Exploration and Survey History

The exploration history of the Hess Seamounts spans geophysical expeditions, dredging cruises, and ROV surveys organized by agencies including NOAA, the National Science Foundation, Scripps Institution of Oceanography, and international partners such as JAMSTEC. Early bathymetric hints emerged from mid-20th-century soundings catalogued alongside work by Marie Tharp and Bruce Heezen, leading to targeted cruises on vessels including the USNS Eltanin and research programs supported by the Office of Naval Research. Subsequent expeditions employed ROVs like Jason and human-occupied vehicles exemplified by the Alvin to document benthic habitats. Academic synthesis papers and monographs from authors associated with American Geophysical Union meetings, the International Association of Volcanology and Chemistry of the Earth’s Interior, and the Society for Marine Mammalogy have aggregated these datasets into regional assessments.
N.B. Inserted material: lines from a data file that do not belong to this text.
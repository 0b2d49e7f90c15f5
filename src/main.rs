use fsort::cli::{AppConfig, Args};
use fsort::config::UserConfig;
use fsort::engine::{Organizer, ProgressEvent};
use fsort::logging::init_logging;
use fsort::taxonomy::{group_categories, GROUPS};
use std::io::{self, Write};
use std::process::ExitCode;

fn main() -> ExitCode {
    // Parse command line arguments
    let args = Args::parse_args();

    // Validate arguments
    if let Err(e) = args.validate() {
        eprintln!("Error: {}", e);
        return ExitCode::FAILURE;
    }

    init_logging(args.verbose);

    // Load user configuration
    let user_config = UserConfig::load().unwrap_or_else(|e| {
        eprintln!("Warning: Failed to load user config: {}", e);
        UserConfig::default()
    });

    let config = AppConfig::from_args(args, &user_config);

    match run(&config, &user_config) {
        Ok(()) => ExitCode::SUCCESS,
        Err(e) => {
            eprintln!("Error: {}", e);
            ExitCode::FAILURE
        }
    }
}

fn run(config: &AppConfig, user_config: &UserConfig) -> fsort::Result<()> {
    if config.list {
        print_taxonomy();
        return Ok(());
    }

    if config.save_defaults {
        let path = config.to_user_config(user_config).save()?;
        println!("Saved defaults to {}", path.display());
    }

    if config.sources.is_empty() {
        println!("No source folders found. Pass one or more folders to organize.");
        return Ok(());
    }

    if config.categories.is_empty() {
        println!("No categories selected (use --category, --group or --all)");
        return Ok(());
    }

    let organizer = Organizer::new(config.sources.clone(), config.run_config())
        .with_workers(config.workers);

    if config.dry_run {
        return print_plan(&organizer);
    }

    let mut stdout = io::stdout();
    let mut progress = |event: &ProgressEvent| {
        let percent = (event.fraction() * 100.0) as u32;
        let _ = writeln!(stdout, "{:>3}% {}", percent, event.message);
    };

    let result = organizer.run(&mut progress)?;

    println!();
    println!("Organized {} files", result.moved_count);
    println!("   Destination: {}", config.destination_root().display());
    println!("   Log: {}", result.log_file.display());

    let problems: Vec<&str> = result.problems().collect();
    if !problems.is_empty() {
        println!();
        println!("{} entries were not organized:", problems.len());
        for line in problems {
            println!("   {}", line);
        }
    }

    Ok(())
}

fn print_plan(organizer: &Organizer) -> fsort::Result<()> {
    let plan = organizer.plan()?;

    println!("[DRY RUN] No files will be moved");
    for warning in &plan.warnings {
        println!("   {}", warning);
    }
    for item in &plan.items {
        println!(
            "   {} -> {}",
            item.source.display(),
            item.destination.join(item.file_name()).display()
        );
    }
    println!("   {} files would be organized", plan.total());
    Ok(())
}

fn print_taxonomy() {
    for group in GROUPS {
        println!("{}", group);
        for category in group_categories(group) {
            println!("   {:<16} {}", category.name, category.extensions.join(" "));
        }
    }
}
//! Fsort - a concurrent file organizer library
//!
//! This crate classifies files by extension, moves them into per-category
//! folders on a small worker pool and keeps an append-only run log.

pub mod cli;
pub mod config;
pub mod engine;
pub mod error;
pub mod logging;
pub mod paths;
pub mod relocator;
pub mod taxonomy;

// Re-export primary types for convenience
pub use config::UserConfig;
pub use engine::{
    organize, Mode, NoProgress, Organizer, Plan, ProgressEvent, ProgressSink, RunConfig, RunLog,
    RunResult, SourceSpec, WorkItem,
};
pub use error::{FsortError, RelocationError, Result};
pub use paths::{collect_matching, unique_path};
pub use relocator::relocate;
pub use taxonomy::{all_categories, category_extensions, Category};
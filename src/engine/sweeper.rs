use super::report::RunLog;
use super::{Mode, SourceSpec, FOLDERS_BUCKET};
use crate::paths::{is_within, unique_path};
use crate::relocator::move_path;
use std::ffi::OsString;
use std::fs;
use std::path::{Path, PathBuf};
use tracing::{debug, warn};

/// Moves the direct subfolders of every source into its `Folders` bucket.
///
/// Runs strictly one folder at a time. Folders inside the destination
/// root are left alone, as are folders that contain it. Returns the
/// number of folders moved.
pub fn sweep(
    sources: &[SourceSpec],
    mode: Mode,
    destination_root: &Path,
    log: &mut RunLog,
) -> usize {
    let mut moved = 0;

    for source in sources {
        let Ok(root) = fs::canonicalize(&source.path) else {
            continue;
        };
        let bucket = mode
            .origin_root(destination_root, &source.label)
            .join(FOLDERS_BUCKET);

        let mut children: Vec<(PathBuf, OsString)> = match fs::read_dir(&root) {
            Ok(entries) => entries
                .filter_map(Result::ok)
                .filter(is_folder)
                .map(|entry| (entry.path(), entry.file_name()))
                .collect(),
            Err(e) => {
                warn!(source = %root.display(), error = %e, "failed to list source");
                log.push(format!("Failed to list {}: {}", root.display(), e));
                continue;
            }
        };
        children.sort();

        for (child, file_name) in children {
            let name = file_name.to_string_lossy();
            if is_within(&child, destination_root) {
                continue;
            }
            if is_within(destination_root, &child) {
                debug!(folder = %child.display(), "folder holds the destination");
                log.push(format!("Skipped folder {}: contains the destination", name));
                continue;
            }

            if let Err(e) = fs::create_dir_all(&bucket) {
                log.push(format!("Failed: folder {}: {}", name, e));
                continue;
            }

            let target = unique_path(&bucket.join(&file_name));
            match move_path(&child, &target) {
                Ok(()) => {
                    moved += 1;
                    log.push(format!("{} → {}", name, FOLDERS_BUCKET));
                }
                Err(e) => {
                    warn!(folder = %child.display(), error = %e, "folder move failed");
                    log.push(format!("Failed: folder {}: {}", name, e));
                }
            }
        }
    }

    moved
}

// Symlinks to folders count as folders; the link itself is moved.
fn is_folder(entry: &fs::DirEntry) -> bool {
    match entry.file_type() {
        Ok(t) if t.is_dir() => true,
        Ok(t) if t.is_symlink() => entry.path().is_dir(),
        _ => false,
    }
}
Conservation and Human Impact

Conservation considerations for the Hess Seamounts engage stakeholders such as the International Seabed Authority and national regulators including NOAA Fisheries and the U.S. Fish and Wildlife Service where jurisdictional links permit. Anthropogenic pressures mirror patterns documented in the Clarion–Clipperton Zone and include deep-sea fishing by fleets from Japan, Russia, and United States interests, potential mineral exploration comparable to discussions around the Clarion–Clipperton Zone, and climate-change effects reported by programs like the Intergovernmental Panel on Climate Change. Management proposals draw on frameworks from the Convention on Biological Diversity, the United Nations Convention on the Law of the Sea, and regional marine spatial planning initiatives implemented by bodies such as the North Pacific Marine Science Organization and conservation NGOs including The Nature Conservancy.